SEER-MoE: Sparse Expert Efficiency through Regularization for Mixture-of-Experts
This work addresses efficiency challenges in large-scale MoE models for deep learning practitioners, though it is incremental as it builds on existing MoE methods.
The paper tackles the high memory and compute requirements of Mixture-of-Experts (MoE) models by introducing SEER-MoE, a two-stage framework that prunes experts and fine-tunes with regularization, achieving optimized inference efficiency with minimal accuracy loss.

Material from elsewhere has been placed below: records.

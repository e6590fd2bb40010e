//! Weather and translation lookups.

use serde_json::Value;
use tracing::warn;

use super::CommandContext;

const WTTR_BASE: &str = "https://wttr.in/";
const TRANSLATE_API: &str = "https://translate.googleapis.com/translate_a/single";

/// Handle weather `<city>`.
pub async fn weather_command(ctx: CommandContext) -> anyhow::Result<()> {
    let city = ctx.arg_text();
    if city.is_empty() {
        ctx.reply_card(
            "🌤️ WEATHER",
            &[
                "Usage:".to_string(),
                format!("{}weather Karachi", ctx.prefix()),
            ],
        )
        .await?;
        return Ok(());
    }

    ctx.react("🌦️").await?;

    let url = format!("{WTTR_BASE}{}", urlencode_path(&city));
    let conditions = ctx
        .state
        .http
        .get(&url)
        .query(&[("format", "%C %t")])
        .send()
        .await
        .and_then(|r| r.error_for_status());

    let conditions = match conditions {
        Ok(resp) => resp.text().await.unwrap_or_default(),
        Err(e) => {
            warn!("Weather lookup for {} failed: {}", city, e);
            String::new()
        }
    };
    let conditions = conditions.trim();

    if conditions.is_empty() || conditions.starts_with("Unknown location") {
        ctx.reply_card(
            "❌ WEATHER FETCH FAILED",
            &["Could not get weather.".to_string(), "Check the city name.".to_string()],
        )
        .await?;
        return Ok(());
    }

    let mut lines = vec![format!("📍 *City:* {city}"), format!("🌡️ *Info:* {conditions}")];

    // Resolved area name, best effort.
    let area = ctx
        .state
        .http
        .get(&url)
        .query(&[("format", "j1")])
        .send()
        .await;
    if let Ok(resp) = area {
        if let Ok(json) = resp.json::<Value>().await {
            if let Some(name) = nearest_area(&json) {
                lines.push(format!("🗺️ *Area:* {name}"));
            }
        }
    }

    ctx.reply_card("🌤️ WEATHER INFO", &lines).await
}

fn urlencode_path(segment: &str) -> String {
    url::form_urlencoded::byte_serialize(segment.as_bytes())
        .collect::<String>()
        .replace('+', "%20")
}

/// `"Karachi, Pakistan"` from a wttr.in j1 document.
fn nearest_area(json: &Value) -> Option<String> {
    let area = json.get("nearest_area")?.get(0)?;
    let field = |key: &str| {
        area.get(key)?
            .get(0)?
            .get("value")?
            .as_str()
            .map(str::to_string)
            .filter(|s| !s.is_empty())
    };

    match (field("areaName"), field("country")) {
        (Some(name), Some(country)) => Some(format!("{name}, {country}")),
        (Some(name), None) => Some(name),
        (None, country) => country,
    }
}

/// Handle translate/tr `[lang] <text>` or as a reply to a message.
///
/// The first argument is taken as a language code when it looks like one
/// (`en`, `ur`, `zh-CN`) and more text follows, or when replying.
pub async fn translate_command(ctx: CommandContext) -> anyhow::Result<()> {
    let quoted_text = ctx
        .event
        .quoted
        .as_ref()
        .and_then(|q| q.text.clone())
        .filter(|t| !t.trim().is_empty());

    let (lang, text) = split_lang(&ctx.args, quoted_text.is_some());
    let lang = lang.unwrap_or_else(|| ctx.state.config.translate_lang.clone());
    let text = if text.is_empty() { quoted_text.unwrap_or_default() } else { text };

    if text.is_empty() {
        ctx.reply_card(
            "🌍 TRANSLATOR",
            &[
                "Usage:".to_string(),
                format!("{}tr [lang] <text>", ctx.prefix()),
                "Or reply to a message with:".to_string(),
                format!("{}tr [lang]", ctx.prefix()),
            ],
        )
        .await?;
        return Ok(());
    }

    ctx.react("🌍").await?;

    let response = ctx
        .state
        .http
        .get(TRANSLATE_API)
        .query(&[
            ("client", "gtx"),
            ("sl", "auto"),
            ("tl", lang.as_str()),
            ("dt", "t"),
            ("q", text.as_str()),
        ])
        .send()
        .await
        .and_then(|r| r.error_for_status());

    let translated = match response {
        Ok(resp) => resp.json::<Value>().await.ok().and_then(|v| translated_text(&v)),
        Err(e) => {
            warn!("Translation request failed: {}", e);
            None
        }
    };

    match translated {
        Some(translated) => {
            ctx.reply_card(
                "🌍 TRANSLATION RESULT",
                &[
                    "📝 *Original:*".to_string(),
                    text,
                    format!("📝 *Translated ({lang}):*"),
                    translated,
                ],
            )
            .await
        }
        None => {
            ctx.reply_card(
                "❌ TRANSLATION FAILED",
                &["Could not translate text.".to_string(), "Please try again.".to_string()],
            )
            .await
        }
    }
}

fn looks_like_lang(token: &str) -> bool {
    let (base, region) = match token.split_once('-') {
        Some((base, region)) => (base, Some(region)),
        None => (token, None),
    };
    (2..=3).contains(&base.len())
        && base.chars().all(|c| c.is_ascii_lowercase())
        && region.is_none_or(|r| (2..=4).contains(&r.len()) && r.chars().all(|c| c.is_ascii_alphanumeric()))
}

/// Split an optional leading language code from the text to translate.
fn split_lang(args: &[String], has_quote: bool) -> (Option<String>, String) {
    match args.split_first() {
        Some((first, rest)) if looks_like_lang(first) && (!rest.is_empty() || has_quote) => {
            (Some(first.clone()), rest.join(" "))
        }
        _ => (None, args.join(" ")),
    }
}

/// Join the translated segments of a gtx response.
fn translated_text(json: &Value) -> Option<String> {
    let text: String = json
        .get(0)?
        .as_array()?
        .iter()
        .filter_map(|segment| segment.get(0)?.as_str())
        .collect();
    (!text.is_empty()).then_some(text)
}

#[cfg(test)]
mod tests {
    use super::*;
    use serde_json::json;

    fn args(s: &str) -> Vec<String> {
        s.split_whitespace().map(String::from).collect()
    }

    #[test]
    fn test_split_lang() {
        assert_eq!(split_lang(&args("en kaise ho"), false), (Some("en".into()), "kaise ho".into()));
        assert_eq!(split_lang(&args("hello world"), false), (None, "hello world".into()));
        // A lone short word is text unless replying.
        assert_eq!(split_lang(&args("hi"), false), (None, "hi".into()));
        assert_eq!(split_lang(&args("fr"), true), (Some("fr".into()), String::new()));
        assert_eq!(split_lang(&args("zh-CN ni hao"), false).0.as_deref(), Some("zh-CN"));
    }

    #[test]
    fn test_translated_text_joins_segments() {
        let body = json!([[["Hello ", "Salam ", null], ["world", "dunya", null]], null, "ur"]);
        assert_eq!(translated_text(&body).as_deref(), Some("Hello world"));
        assert!(translated_text(&json!([])).is_none());
    }

    #[test]
    fn test_nearest_area() {
        let body = json!({
            "nearest_area": [{
                "areaName": [{"value": "Karachi"}],
                "country": [{"value": "Pakistan"}]
            }]
        });
        assert_eq!(nearest_area(&body).as_deref(), Some("Karachi, Pakistan"));
        assert!(nearest_area(&json!({})).is_none());
    }

    #[test]
    fn test_urlencode_path() {
        assert_eq!(urlencode_path("New York"), "New%20York");
    }
}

The advancement of deep learning has led to the emergence of Mixture-of-Experts (MoEs) models, known for their dynamic allocation of computational resources based on input. Despite their promise, MoEs face challenges, particularly in terms of memory requirements. To address this, our work introduces SEER-MoE, a novel two-stage framework for reducing both the memory footprint and compute requirements of pre-trained MoE models. The first stage involves pruning the total number of experts using a heavy-hitters counting guidance, while the second stage employs a regularization-based fine-tuning strategy to recover accuracy loss and reduce the number of activated experts during inference. Our empirical studies demonstrate the effectiveness of our method, resulting in a sparse MoEs model optimized for inference efficiency with minimal accuracy trade-offs.